Dans le dernier cours du corpus en littérature québécoise qu'il donne cette session, François Rioux a abordé quatre livres: Le libraire de Gérard Bessette, Les fées ont soif de Denise Boucher, Chasse aux licornes de Baron Marc-André Lévesque et Le jeu de la musique de Stéphanie Clermont. «Je fais écrire les étudiants pour leur faire comprendre la poésie. Ce sont des étudiants avec une certaine maturité qui, en général, travaillent bien. Dans ce groupe, il y a des étudiants en sécurité-incendie, sciences de la nature et humaines.» François Rioux donne aussi des cours de littérature imaginaire (Baudelaire, Camus et Despentes, notamment) et de poésie dans le programme de littérature. Il n'est cependant pas le seul qui veut donner ce cours. Ils sont sept poètes à enseigner à Montmorency!

Le passeur

Enseigner la littérature, ce n'est pas que parler d'une passion pour les livres et les auteurs. Les écrivains qui enseignent doivent tous être capables de remettre les oeuvres dans leur contexte historico-socio-politique au profit des élèves. «Je prends les étudiants comme ils sont. C'est nécessaire, ne serait-ce que pour éclairer l'oeuvre. Au début, je suis tombé dans le piège de faire beaucoup de recherches et de les rapporter en classe, mais j'en faisais trop. Là, je dose bien plus mes cours. Tout le monde n'est pas au même niveau. Ceux qui savent déjà pourront rafraîchir leur mémoire, les autres qui ne savent pas, pour quelque raison que ce soit, pourront être au même niveau. Tout le monde comprend.»

Les élèves

Alexandre Saint-Onge, élève en sécurité-incendie

«C'est mon quatrième cours de littérature au cégep.

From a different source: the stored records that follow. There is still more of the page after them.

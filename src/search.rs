//! City-name autocomplete.
//!
//! [`CityAutocomplete`] turns a partially typed city name into a list of
//! suggestion titles published on a `watch` channel. Each non-empty query is
//! sent to the [`PlaceSearchService`] on a spawned task; the completion is
//! marshalled back through the channel's lock before it touches the list.
//!
//! Ordering: every [`set_query`](CityAutocomplete::set_query) bumps a
//! generation counter, and a completion only publishes if its generation is
//! still the latest. A slow response to an older query can therefore never
//! overwrite the suggestions of a newer one, whatever order the backend
//! answers in.

use std::sync::atomic::{AtomicU64, Ordering};
use std::sync::Arc;

use tokio::sync::watch;
use tokio::task::JoinHandle;
use tracing::{debug, warn};

use crate::services::{PlaceSearchService, SearchQuery};

#[derive(Clone)]
pub struct CityAutocomplete {
    service: Arc<dyn PlaceSearchService>,
    results: Arc<watch::Sender<Vec<String>>>,
    generation: Arc<AtomicU64>,
}

impl CityAutocomplete {
    pub fn new(service: Arc<dyn PlaceSearchService>) -> Self {
        let (results, _) = watch::channel(Vec::new());
        Self {
            service,
            results: Arc::new(results),
            generation: Arc::new(AtomicU64::new(0)),
        }
    }

    /// Observe the suggestion list. The value is replaced wholesale on every
    /// accepted completion.
    pub fn subscribe(&self) -> watch::Receiver<Vec<String>> {
        self.results.subscribe()
    }

    /// Snapshot of the current suggestions.
    pub fn results(&self) -> Vec<String> {
        self.results.borrow().clone()
    }

    /// Start a search for `fragment`.
    ///
    /// An empty fragment clears the suggestions immediately and sends no
    /// request; `None` is returned. Otherwise the lookup runs in the
    /// background and the returned handle completes once its result has been
    /// published, dropped as stale, or logged as a failure. Callers are free
    /// to ignore the handle.
    ///
    /// Must be called from within a tokio runtime.
    pub fn set_query(&self, fragment: &str) -> Option<JoinHandle<()>> {
        let generation = self.generation.fetch_add(1, Ordering::SeqCst) + 1;

        if fragment.is_empty() {
            self.results.send_if_modified(|current| {
                let changed = !current.is_empty();
                current.clear();
                changed
            });
            return None;
        }

        let query = SearchQuery::cities(fragment);
        let service = Arc::clone(&self.service);
        let results = Arc::clone(&self.results);
        let latest = Arc::clone(&self.generation);

        Some(tokio::spawn(async move {
            match service.complete(&query).await {
                Ok(completions) => {
                    let titles: Vec<String> = completions.into_iter().map(|c| c.title).collect();
                    let count = titles.len();
                    let published = results.send_if_modified(|current| {
                        if latest.load(Ordering::SeqCst) != generation {
                            return false;
                        }
                        *current = titles;
                        true
                    });
                    if published {
                        debug!(fragment = %query.fragment, count, "suggestions updated");
                    } else {
                        debug!(fragment = %query.fragment, generation, "dropping stale suggestions");
                    }
                }
                Err(e) => {
                    warn!(fragment = %query.fragment, error = %e, "city search failed");
                }
            }
        }))
    }
}
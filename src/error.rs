//! Typed errors for the service backends and the capture flow.
//!
//! [`ServiceError`] covers place-search and geocoding failures. These never
//! reach callers of [`crate::geocode::Geocoder`] or
//! [`crate::search::CityAutocomplete`]; they are logged and turned into
//! `None` or "keep the last suggestions". [`CaptureError`] is the user-facing
//! error state of a capture draft, so its messages are phrased as actions.
//! [`StoreError`] guards the memory store invariants.

#[derive(thiserror::Error, Debug)]
pub enum ServiceError {
    #[error("request failed: {0}")]
    Http(#[from] reqwest::Error),

    #[error("service returned HTTP {status}")]
    Status { status: u16 },

    #[error("could not decode service response: {0}")]
    Decode(#[from] serde_json::Error),

    #[error("invalid service response: {0}")]
    InvalidResponse(String),

    #[error("service unavailable: {0}")]
    Unavailable(String),
}

#[derive(thiserror::Error, Debug, Clone, PartialEq)]
pub enum CaptureError {
    #[error("Another memory is already being captured. Finish or discard it first.")]
    Busy,

    #[error("No photo was selected.")]
    NoImage,

    #[error("Choose a city before saving.")]
    MissingLocation,

    #[error("Couldn't find a location for '{name}'. Check the spelling or pick a suggestion.")]
    NotFound { name: String },

    #[error("This memory has already been saved.")]
    AlreadySaved,

    #[error("Couldn't save this memory: {0}")]
    Store(#[from] StoreError),
}

/// Rejected appends to a [`crate::memory::store::MemoryStore`].
#[derive(thiserror::Error, Debug, Clone, PartialEq)]
pub enum StoreError {
    #[error("memory {0} is already in the store")]
    DuplicateId(uuid::Uuid),

    #[error("memory has an empty location name")]
    EmptyLocationName,

    #[error("memory coordinate {0} is out of range")]
    InvalidCoordinate(crate::geo::Coordinate),
}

Comparé à certains, ce prof-là est vraiment beaucoup plus divertissant, connaissant et inspirant. On sent la passion dans ce qu'il dit. Il donne beaucoup de matière qui peut nous amener plus loin dans nos réflexions. C'est concret et si on prend de bonnes notes en classe, on est partis pour la gloire. Pourtant, je n'ai jamais été quelqu'un qui lisait beaucoup. Les romans qu'on étudie m'ont donné une autre perspective. C'est un prof qui m'aide à ouvrir mes horizons. Et la littérature québécoise, ça nous touche davantage.»

Kim Lahaie, élève en sciences de la nature

«Ce que j'aime, c'est qu'il dit ce qu'il pense, il donne son opinion. On n'est jamais dans l'ambiguïté, c'est clair. Il a toujours plein de références au sujet des auteurs. J'avais vraiment hâte d'avoir ce cours-là. Je ne suis pas déçue du tout. Un cours de littérature québécoise, ce n'est pas assez. Il devrait en avoir plus. J'ai l'impression qu'on passe à côté de plein d'auteurs qui pourraient être super intéressants. On a eu trois cours sur la littérature française, c'était trop. J'aime lire, mais c'est difficile de trouver quelque chose qui m'intéresse.»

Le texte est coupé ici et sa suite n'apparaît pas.